Among his issues with the development are the lack of a roll-on roll-off ferry service which had been promised, that 11 dock workers were sacked in 2009, and the lack of jobs created.

'I had to fight to get this scrutiny,' said Mr Cooper. 'The ratepayers of this borough want to know why after five and a half years there is no sign of improvement.'

Mr Frater replaced Eddie Freeman as chief executive of EastPort in May, and has already vowed to work on improving lines of communication.

Eliza O'Toole, vice chairman of EastPort, attended the meeting in February 2011 and will be at next month's too.

She said: 'Responses to the questions raised of us by Norfolk County Council's scrutiny committee under the leadership of Cllr George Nobbs will be given direct to the chairman of the cabinet and it would be both discourteous and inappropriate to discuss these issues prior to the cabinet's due process.'

While EastPort chiefs have yet to be told the exact nature of questions, they have already released details of work in the last 18 months.

A wide ranging statement notes company A2Sea is utilising the outer harbour as the installation base for 88 wind turbines for the Sheringham Shoal offshore wind farm, and has completed the project safely and successfully. Alongside this, the outer harbour has provided vessel support for Greater Gabbard, Thanet and Lincs offshore wind farms.

The statement continues: 'In October 2011, an MOU was signed with East Anglia Offshore Wind Limited, the developers of the large Round 3 site off the coast of Norfolk and discussions continue with both EAOW and several blue chip companies involved in offshore wind.

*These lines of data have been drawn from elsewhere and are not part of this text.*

/*!
In-memory record store.

Behaves like a small DynamoDB table: records are keyed by a partition key,
puts replace an existing record with the same key in place, scans come back in
fixed-size pages with a continuation token. Failure injection hooks let tests
exercise the error paths of the pipeline.
*/

use std::collections::HashMap;
use std::sync::{Arc, Mutex, MutexGuard};

use serde_json::{json, Value};
use tracing::debug;

use super::{BulkWriteSession, RecordStoreClient, ScanPage};
use crate::record::{identity_of, ContinuationToken, Record, DEFAULT_IDENTITY_KEY};
use crate::{Result, TableSnapError};

/// Page size used by [`MemoryRecordStore::new`]
pub const DEFAULT_PAGE_SIZE: usize = 100;

/// Puts buffered by a session before it writes a batch
const SESSION_BATCH_SIZE: usize = 25;

#[derive(Debug, Default)]
struct MemoryState {
    tables: HashMap<String, Vec<Record>>,
    scan_requests: usize,
    fail_scan_at: Option<usize>,
    puts_applied: usize,
    fail_put_at: Option<usize>,
    flushes: usize,
}

/// In-memory [`RecordStoreClient`]
///
/// Cloning shares the underlying tables, so a test can hand one clone to the
/// engine and inspect the other.
///
/// # Example
/// ```rust
/// use serde_json::json;
/// use tablesnap_core::{scan_table, MemoryRecordStore};
///
/// let store = MemoryRecordStore::new("id").with_page_size(2);
/// store.create_table("users");
/// store.insert("users", json!([{"id": 1}, {"id": 2}, {"id": 3}]))?;
///
/// let records = scan_table(&store, "users")?;
/// assert_eq!(records.len(), 3);
/// # Ok::<(), tablesnap_core::TableSnapError>(())
/// ```
#[derive(Debug, Clone)]
pub struct MemoryRecordStore {
    state: Arc<Mutex<MemoryState>>,
    partition_key: String,
    page_size: usize,
}

impl MemoryRecordStore {
    /// Create an empty store whose tables are keyed by `partition_key`
    pub fn new<S: Into<String>>(partition_key: S) -> Self {
        Self {
            state: Arc::new(Mutex::new(MemoryState::default())),
            partition_key: partition_key.into(),
            page_size: DEFAULT_PAGE_SIZE,
        }
    }

    /// Set the number of records returned per scan page (at least 1)
    pub fn with_page_size(mut self, page_size: usize) -> Self {
        self.page_size = page_size.max(1);
        self
    }

    /// Create `table` if it does not exist yet
    pub fn create_table(&self, table: &str) {
        self.lock().tables.entry(table.to_string()).or_default();
    }

    /// Upsert records into `table`, creating it if needed
    ///
    /// `records` must be a JSON array of objects.
    pub fn insert(&self, table: &str, records: Value) -> Result<()> {
        let Value::Array(items) = records else {
            return Err(TableSnapError::invalid_format("expected a JSON array of records"));
        };
        let mut state = self.lock();
        let rows = state.tables.entry(table.to_string()).or_default();
        for item in items {
            let Value::Object(record) = item else {
                return Err(TableSnapError::invalid_format("expected a JSON object"));
            };
            upsert(rows, record, &self.partition_key)?;
        }
        Ok(())
    }

    /// Current contents of `table` in storage order, or `None` if it does not exist
    pub fn records(&self, table: &str) -> Option<Vec<Record>> {
        self.lock().tables.get(table).cloned()
    }

    /// Number of scan requests served so far, failed ones included
    pub fn scan_requests(&self) -> usize {
        self.lock().scan_requests
    }

    /// Number of session flushes that reached the store
    pub fn flushes(&self) -> usize {
        self.lock().flushes
    }

    /// Fail the `n`th scan request (1-based) with a retrieval error
    pub fn fail_scan_at(&self, n: usize) {
        self.lock().fail_scan_at = Some(n);
    }

    /// Fail once `n` puts have been applied, counting across all sessions
    pub fn fail_put_after(&self, n: usize) {
        self.lock().fail_put_at = Some(n);
    }

    fn lock(&self) -> MutexGuard<'_, MemoryState> {
        self.state.lock().unwrap_or_else(|poisoned| poisoned.into_inner())
    }
}

impl RecordStoreClient for MemoryRecordStore {
    fn scan_page(&self, table: &str, token: Option<ContinuationToken>) -> Result<ScanPage> {
        let mut state = self.lock();
        state.scan_requests += 1;
        if state.fail_scan_at == Some(state.scan_requests) {
            return Err(TableSnapError::retrieval(format!(
                "injected failure on scan request {}",
                state.scan_requests
            )));
        }

        let rows = state.tables.get(table).ok_or_else(|| {
            TableSnapError::retrieval(format!("table '{table}' does not exist"))
        })?;

        let offset = match token {
            Some(token) => token
                .key()
                .get("offset")
                .and_then(Value::as_u64)
                .ok_or_else(|| TableSnapError::retrieval("malformed continuation token"))?
                as usize,
            None => 0,
        };

        let end = (offset + self.page_size).min(rows.len());
        let records = rows.get(offset..end).map(<[Record]>::to_vec).unwrap_or_default();
        let next = (end < rows.len()).then(|| offset_token(end));

        debug!(table = %table, offset, returned = records.len(), "Served scan page");
        Ok(ScanPage::new(records, next))
    }

    fn bulk_writer(&self, table: &str) -> Result<Box<dyn BulkWriteSession>> {
        if !self.lock().tables.contains_key(table) {
            return Err(TableSnapError::write(format!("table '{table}' does not exist")));
        }
        Ok(Box::new(MemoryWriteSession {
            store: self.clone(),
            table: table.to_string(),
            pending: Vec::new(),
        }))
    }

    fn partition_key(&self, _table: &str) -> Result<Option<String>> {
        Ok(Some(self.partition_key.clone()))
    }
}

impl Default for MemoryRecordStore {
    fn default() -> Self {
        Self::new(DEFAULT_IDENTITY_KEY)
    }
}

/// Bulk-write session over a [`MemoryRecordStore`] table
struct MemoryWriteSession {
    store: MemoryRecordStore,
    table: String,
    pending: Vec<Record>,
}

impl BulkWriteSession for MemoryWriteSession {
    fn put(&mut self, record: Record) -> Result<()> {
        self.pending.push(record);
        if self.pending.len() >= SESSION_BATCH_SIZE {
            self.flush()?;
        }
        Ok(())
    }

    fn flush(&mut self) -> Result<()> {
        let mut state = self.store.lock();
        state.flushes += 1;

        for record in std::mem::take(&mut self.pending) {
            if state.fail_put_at == Some(state.puts_applied) {
                return Err(TableSnapError::write(format!(
                    "injected failure after {} puts",
                    state.puts_applied
                )));
            }
            let rows = state.tables.get_mut(&self.table).ok_or_else(|| {
                TableSnapError::write(format!("table '{}' does not exist", self.table))
            })?;
            upsert(rows, record, &self.store.partition_key)
                .map_err(|e| TableSnapError::write(e.to_string()))?;
            state.puts_applied += 1;
        }
        Ok(())
    }
}

fn upsert(rows: &mut Vec<Record>, record: Record, partition_key: &str) -> Result<()> {
    let key = identity_of(&record, partition_key)?;
    let existing = rows
        .iter()
        .position(|row| identity_of(row, partition_key).ok().as_ref() == Some(&key));
    match existing {
        Some(index) => rows[index] = record,
        None => rows.push(record),
    }
    Ok(())
}

fn offset_token(offset: usize) -> ContinuationToken {
    let mut key = Record::new();
    key.insert("offset".to_string(), json!(offset));
    ContinuationToken::new(key)
}
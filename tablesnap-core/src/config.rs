//! Configuration for the record store connection and the change report
//!
//! [`StoreConfig`] carries everything needed to reach a table store;
//! [`DiffConfig`] controls how snapshots are matched and compared.

use serde::{Deserialize, Serialize};

use crate::diff::FieldComparisonPolicy;
use crate::selector::MatchMode;

/// Region used when none is configured
pub const DEFAULT_REGION: &str = "us-east-1";

/// Field the change report is sorted by unless configured otherwise
pub const DEFAULT_ORDERING_FIELD: &str = "number";

/// Connection settings for the remote table store
#[derive(Debug, Clone, PartialEq, Eq, Serialize, Deserialize)]
pub struct StoreConfig {
    /// Alternative endpoint, e.g. DynamoDB Local (`http://localhost:8000`)
    pub endpoint_url: Option<String>,
    /// AWS region
    pub region: String,
    /// Explicit access key id; must be paired with `secret_access_key`
    pub access_key_id: Option<String>,
    /// Explicit secret access key; must be paired with `access_key_id`
    pub secret_access_key: Option<String>,
}

impl StoreConfig {
    /// Configuration for a store reached through a custom endpoint
    pub fn with_endpoint<S: Into<String>>(endpoint_url: S) -> Self {
        StoreConfig {
            endpoint_url: Some(endpoint_url.into()),
            ..Self::default()
        }
    }

    /// Validate the configuration
    pub fn validate(&self) -> crate::Result<()> {
        if self.region.trim().is_empty() {
            return Err(crate::TableSnapError::validation("region must not be empty"));
        }

        if let Some(endpoint) = &self.endpoint_url {
            if !(endpoint.starts_with("http://") || endpoint.starts_with("https://")) {
                return Err(crate::TableSnapError::validation(format!(
                    "endpoint url must start with http:// or https://, got '{endpoint}'"
                )));
            }
        }

        match (&self.access_key_id, &self.secret_access_key) {
            (Some(_), None) | (None, Some(_)) => Err(crate::TableSnapError::validation(
                "access key id and secret access key must be given together",
            )),
            _ => Ok(()),
        }
    }
}

impl Default for StoreConfig {
    fn default() -> Self {
        StoreConfig {
            endpoint_url: None,
            region: DEFAULT_REGION.to_string(),
            access_key_id: None,
            secret_access_key: None,
        }
    }
}

/// Settings for selecting the previous snapshot and building the change report
#[derive(Debug, Clone, PartialEq, Eq, Serialize, Deserialize)]
pub struct DiffConfig {
    /// Identity field; `None` asks the store for its partition key and falls back to `id`
    pub identity_key: Option<String>,
    /// Numeric field on the new record used to order the report
    pub ordering_field: String,
    /// Which fields take part in the comparison
    pub field_policy: FieldComparisonPolicy,
    /// How snapshot files are matched against the base name
    pub match_mode: MatchMode,
}

impl DiffConfig {
    /// Validate the configuration
    pub fn validate(&self) -> crate::Result<()> {
        if matches!(&self.identity_key, Some(key) if key.is_empty()) {
            return Err(crate::TableSnapError::validation(
                "identity key must not be empty",
            ));
        }
        if self.ordering_field.is_empty() {
            return Err(crate::TableSnapError::validation(
                "ordering field must not be empty",
            ));
        }
        Ok(())
    }
}

impl Default for DiffConfig {
    fn default() -> Self {
        DiffConfig {
            identity_key: None,
            ordering_field: DEFAULT_ORDERING_FIELD.to_string(),
            field_policy: FieldComparisonPolicy::default(),
            match_mode: MatchMode::default(),
        }
    }
}
/*!
Snapshot metadata and the file naming convention.

Snapshot files carry no envelope: the table's base name and the capture time
live only in the file name, `{base}[_{YYYY-MM-DD_HHMM}].json`. The timestamp
format sorts lexicographically in chronological order, which is what
previous-snapshot selection relies on.
*/

use chrono::{DateTime, NaiveDateTime, Utc};
use serde::{Deserialize, Serialize};

/// Minute-resolution UTC timestamp embedded in file names
pub const TIMESTAMP_FORMAT: &str = "%Y-%m-%d_%H%M";

/// Extension of snapshot and report files
pub const SNAPSHOT_EXTENSION: &str = "json";

/// Length of a formatted [`TIMESTAMP_FORMAT`] value
const TIMESTAMP_LEN: usize = "YYYY-MM-DD_HHMM".len();

/// Prefix of change report file names
pub const REPORT_PREFIX: &str = "changes";

/// Where a snapshot came from and when it was taken
#[derive(Serialize, Deserialize, Debug, Clone, PartialEq)]
pub struct SnapshotMetadata {
    /// Table the records were scanned from
    pub table_name: String,

    /// File base name: an explicit override, or the table name
    pub base_name: String,

    /// Scan completion time
    pub captured_at: DateTime<Utc>,

    /// Number of records in the snapshot
    pub record_count: usize,
}

impl SnapshotMetadata {
    /// Create metadata for a snapshot of `table_name` captured now
    ///
    /// # Example
    /// ```rust
    /// use tablesnap_core::SnapshotMetadata;
    ///
    /// let metadata = SnapshotMetadata::new("users", None, 3);
    /// assert_eq!(metadata.base_name, "users");
    ///
    /// let metadata = SnapshotMetadata::new("users", Some("prod_users"), 3);
    /// assert_eq!(metadata.base_name, "prod_users");
    /// ```
    pub fn new(table_name: &str, base_file_name: Option<&str>, record_count: usize) -> Self {
        Self::captured_at(table_name, base_file_name, record_count, Utc::now())
    }

    /// Create metadata with an explicit capture time
    pub fn captured_at(
        table_name: &str,
        base_file_name: Option<&str>,
        record_count: usize,
        captured_at: DateTime<Utc>,
    ) -> Self {
        Self {
            table_name: table_name.to_string(),
            base_name: base_file_name.unwrap_or(table_name).to_string(),
            captured_at,
            record_count,
        }
    }

    /// Snapshot file name, with or without the timestamp suffix
    pub fn file_name(&self, include_timestamp: bool) -> String {
        if include_timestamp {
            snapshot_file_name(&self.base_name, Some(self.captured_at))
        } else {
            snapshot_file_name(&self.base_name, None)
        }
    }

    /// Change report file name for this capture
    pub fn report_file_name(&self) -> String {
        report_file_name(&self.base_name, self.captured_at)
    }
}

/// Format a capture time the way file names embed it
pub fn format_timestamp(at: DateTime<Utc>) -> String {
    at.format(TIMESTAMP_FORMAT).to_string()
}

/// `{base}.json` or `{base}_{YYYY-MM-DD_HHMM}.json`
pub fn snapshot_file_name(base_name: &str, captured_at: Option<DateTime<Utc>>) -> String {
    match captured_at {
        Some(at) => format!("{base_name}_{}.{SNAPSHOT_EXTENSION}", format_timestamp(at)),
        None => format!("{base_name}.{SNAPSHOT_EXTENSION}"),
    }
}

/// `changes_{base}_{YYYY-MM-DD_HHMM}.json`
pub fn report_file_name(base_name: &str, at: DateTime<Utc>) -> String {
    format!(
        "{REPORT_PREFIX}_{base_name}_{}.{SNAPSHOT_EXTENSION}",
        format_timestamp(at)
    )
}

/// Split a snapshot file name into its base name and optional capture time
///
/// Returns `None` for names without the `.json` extension. A stem whose tail
/// does not parse as a timestamp is taken whole as the base name.
pub fn parse_snapshot_file_name(file_name: &str) -> Option<(String, Option<DateTime<Utc>>)> {
    let stem = file_name.strip_suffix(&format!(".{SNAPSHOT_EXTENSION}"))?;

    if stem.len() > TIMESTAMP_LEN && stem.is_char_boundary(stem.len() - TIMESTAMP_LEN) {
        let (head, tail) = stem.split_at(stem.len() - TIMESTAMP_LEN);
        if let Some(base) = head.strip_suffix('_') {
            if let Ok(naive) = NaiveDateTime::parse_from_str(tail, TIMESTAMP_FORMAT) {
                return Some((base.to_string(), Some(naive.and_utc())));
            }
        }
    }

    Some((stem.to_string(), None))
}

'With the outer harbour being able to accommodate much larger vessels than the river, principals such as Bibby, SubSea 7, DOF, Saipem, Technip and Smit Marine are all utilising the facility, and this activity has also resulted in a positive knock on activity of increased river berthing requirements by vessels supporting those in the outer harbour.

'The synergy between the outer harbour and the river point is a great unique selling point for the port as a whole which we actively encourage.'

Details have also been released on work to benefit the wider business community, changes to the port estate and further investment.

Further details on the scrutiny meeting will be printed in the Mercury in coming weeks.